%%

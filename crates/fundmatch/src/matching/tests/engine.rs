use super::common::*;

use crate::catalog::InMemoryCatalog;
use crate::matching::domain::{
    BankFilter, BankFilterMode, CandidateMetrics, Criterion, ImportanceLabel, MatchOutcome,
    PreferenceSet, SoftAction, SoftPreference,
};
use crate::matching::{MatchingEngine, MatchingError, WeightTable};

fn self_directed(amount: u64) -> PreferenceSet {
    PreferenceSet {
        category: Some("self_directed".to_string()),
        amount,
        ..cost_priority()
    }
}

#[test]
fn cheapest_candidate_wins_when_cost_is_the_priority() {
    let outcome = MatchingEngine::default()
        .rank(&cost_ranking_catalog(), &cost_priority())
        .expect("ranking succeeds");

    let MatchOutcome::Ranked {
        matches,
        total_found,
        ..
    } = outcome
    else {
        panic!("expected a ranked outcome");
    };

    assert_eq!(total_found, 3);
    assert_eq!(ids(&matches), vec!["a", "b", "c"]);
    assert_eq!(percentages(&matches), vec![92, 23, 1]);
    assert!(matches[0].match_percentage > matches[1].match_percentage);
    assert!(matches[1].match_percentage > matches[2].match_percentage);
    assert_eq!(matches[0].score(Criterion::Cost), Some(10.0));
    assert_eq!(matches[1].score(Criterion::Cost), Some(5.0));
    assert_eq!(matches[2].score(Criterion::Cost), Some(1.0));
    assert_eq!(matches[0].total_cost_ratio, Some(0.01));
    assert_eq!(matches[0].weights.get(&Criterion::Cost), Some(&0.30));
}

#[test]
fn empty_catalog_reports_a_reason_instead_of_failing() {
    let preferences = PreferenceSet {
        category: Some("pension".to_string()),
        amount: 100,
        ..PreferenceSet::default()
    };

    let outcome = MatchingEngine::default()
        .rank(&InMemoryCatalog::default(), &preferences)
        .expect("empty catalog is not an error");

    match outcome {
        MatchOutcome::NoMatches {
            reason,
            filters_applied,
        } => {
            assert!(reason.starts_with("No active offerings match your criteria"));
            assert!(reason.contains("for 'pension'"));
            assert!(reason.contains("with an investment of 100"));
            assert_eq!(filters_applied.amount, 100);
        }
        other => panic!("expected no matches, got {other:?}"),
    }
}

#[test]
fn category_cluster_and_status_restrict_the_population() {
    let outcome = MatchingEngine::new(WeightTable::default(), 10)
        .rank(&sample_catalog(), &self_directed(1_000))
        .expect("ranking succeeds");

    let mut found = ids(outcome.matches());
    found.sort();
    assert_eq!(found, vec!["bolero", "keytrade"]);
}

#[test]
fn minimum_investment_excludes_small_amounts() {
    let outcome = MatchingEngine::new(WeightTable::default(), 10)
        .rank(&sample_catalog(), &self_directed(100))
        .expect("ranking succeeds");

    assert_eq!(ids(outcome.matches()), vec!["bolero"]);
}

#[test]
fn list_is_truncated_but_total_counts_every_eligible_candidate() {
    let outcome = MatchingEngine::new(WeightTable::default(), 2)
        .rank(&cost_ranking_catalog(), &cost_priority())
        .expect("ranking succeeds");

    let MatchOutcome::Ranked {
        matches,
        total_found,
        ..
    } = outcome
    else {
        panic!("expected a ranked outcome");
    };
    assert_eq!(matches.len(), 2);
    assert_eq!(total_found, 3);
}

#[test]
fn missing_metrics_fall_back_to_neutral_scores_and_ties_sort_by_id() {
    let catalog = InMemoryCatalog::new(
        vec![
            candidate("c", "Gamma Invest", "broker", None),
            candidate("a", "Alpha Broker", "broker", None),
            candidate("b", "Beta Trade", "broker", None),
        ],
        Vec::new(),
    );

    let outcome = MatchingEngine::default()
        .rank(&catalog, &cost_priority())
        .expect("ranking succeeds");
    let matches = outcome.matches();

    assert_eq!(ids(matches), vec!["a", "b", "c"]);
    for entry in matches {
        for criterion in Criterion::ALL {
            assert_eq!(entry.score(criterion), Some(5.0));
        }
        assert!((entry.aggregate_score - 0.5).abs() < 1e-9);
        assert_eq!(entry.match_percentage, 23);
    }
}

#[test]
fn single_candidate_sits_in_the_middle_of_the_percentile_range() {
    let catalog = InMemoryCatalog::new(
        vec![candidate("a", "Alpha Broker", "broker", None)],
        vec![cost_metrics("a", 0.01)],
    );

    let outcome = MatchingEngine::default()
        .rank(&catalog, &cost_priority())
        .expect("ranking succeeds");

    assert_eq!(outcome.matches()[0].score(Criterion::Cost), Some(5.0));
}

#[test]
fn direct_criteria_are_clamped_to_the_score_range() {
    let catalog = InMemoryCatalog::new(
        vec![candidate("a", "Alpha Broker", "broker", None)],
        vec![CandidateMetrics {
            sustainability: Some(14.0),
            guidance: Some(-3.0),
            ..cost_metrics("a", 0.01)
        }],
    );

    let outcome = MatchingEngine::default()
        .rank(&catalog, &cost_priority())
        .expect("ranking succeeds");
    let entry = &outcome.matches()[0];

    assert_eq!(entry.score(Criterion::Sustainability), Some(10.0));
    assert_eq!(entry.score(Criterion::Guidance), Some(1.0));
}

#[test]
fn boosted_bank_reaches_full_aggregate() {
    let preferences = PreferenceSet {
        bank_filter: Some(BankFilter {
            mode: BankFilterMode::Boost,
            banks: vec!["keytrade".to_string()],
        }),
        ..self_directed(1_000)
    };

    let outcome = MatchingEngine::default()
        .rank(&sample_catalog(), &preferences)
        .expect("ranking succeeds");
    let top = &outcome.matches()[0];

    assert_eq!(top.candidate_id.0, "keytrade");
    assert!(top.boost_applied);
    assert_eq!(top.aggregate_score, 1.0);
    assert_eq!(top.match_percentage, 100);
    assert!(!outcome.matches()[1].boost_applied);
}

#[test]
fn include_and_exclude_bank_filters_match_provider_names() {
    let engine = MatchingEngine::default();
    let include = PreferenceSet {
        bank_filter: Some(BankFilter {
            mode: BankFilterMode::Include,
            banks: vec!["BOLERO".to_string()],
        }),
        ..self_directed(1_000)
    };
    let exclude = PreferenceSet {
        bank_filter: Some(BankFilter {
            mode: BankFilterMode::Exclude,
            banks: vec!["Bolero".to_string()],
        }),
        ..self_directed(1_000)
    };

    let included = engine.rank(&sample_catalog(), &include).expect("ranks");
    let excluded = engine.rank(&sample_catalog(), &exclude).expect("ranks");

    assert_eq!(ids(included.matches()), vec!["bolero"]);
    assert_eq!(ids(excluded.matches()), vec!["keytrade"]);
}

#[test]
fn soft_preferences_reshape_the_ranked_list() {
    let boost = PreferenceSet {
        soft_preferences: vec![SoftPreference {
            action: SoftAction::BoostBanks,
            banks: vec!["beta".to_string()],
        }],
        ..cost_priority()
    };
    let include = PreferenceSet {
        soft_preferences: vec![SoftPreference {
            action: SoftAction::IncludeBanks,
            banks: vec!["Alpha".to_string()],
        }],
        ..cost_priority()
    };

    let engine = MatchingEngine::default();
    let boosted = engine.rank(&cost_ranking_catalog(), &boost).expect("ranks");
    let narrowed = engine.rank(&cost_ranking_catalog(), &include).expect("ranks");

    assert_eq!(percentages(boosted.matches()), vec![92, 32, 1]);
    assert_eq!(ids(narrowed.matches()), vec!["a"]);
}

#[test]
fn excluding_every_remaining_bank_yields_no_matches() {
    let preferences = PreferenceSet {
        soft_preferences: vec![SoftPreference {
            action: SoftAction::ExcludeBanks,
            banks: vec!["bolero".to_string(), "keytrade".to_string()],
        }],
        ..self_directed(1_000)
    };

    let outcome = MatchingEngine::default()
        .rank(&sample_catalog(), &preferences)
        .expect("ranking succeeds");

    match outcome {
        MatchOutcome::NoMatches { reason, .. } => assert!(reason.contains("bank preferences")),
        other => panic!("expected no matches, got {other:?}"),
    }
}

#[test]
fn ranking_is_deterministic_and_bounded() {
    let engine = MatchingEngine::new(WeightTable::default(), 10);
    let preferences = PreferenceSet::default()
        .with_importance(Criterion::Guidance, ImportanceLabel::VeryImportant);

    let first = engine.rank(&sample_catalog(), &preferences).expect("ranks");
    let second = engine.rank(&sample_catalog(), &preferences).expect("ranks");

    assert_eq!(first, second);
    for entry in first.matches() {
        assert!(entry.match_percentage <= 100);
        assert!((0.0..=1.0).contains(&entry.aggregate_score));
    }
}

#[test]
fn catalog_failures_propagate() {
    let result = MatchingEngine::default().rank(&UnavailableCatalog, &cost_priority());

    assert!(matches!(result, Err(MatchingError::Catalog(_))));
}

%%

Could you retype exactly the lines above from the one containing "assert!((0.0..=1.0).contains(&entry.aggregate_score));" through the last line of the records, both included, and nothing else?

Your solution.
        assert!((0.0..=1.0).contains(&entry.aggregate_score));
    }
}

#[test]
fn catalog_failures_propagate() {
    let result = MatchingEngine::default().rank(&UnavailableCatalog, &cost_priority());

    assert!(matches!(result, Err(MatchingError::Catalog(_))));
}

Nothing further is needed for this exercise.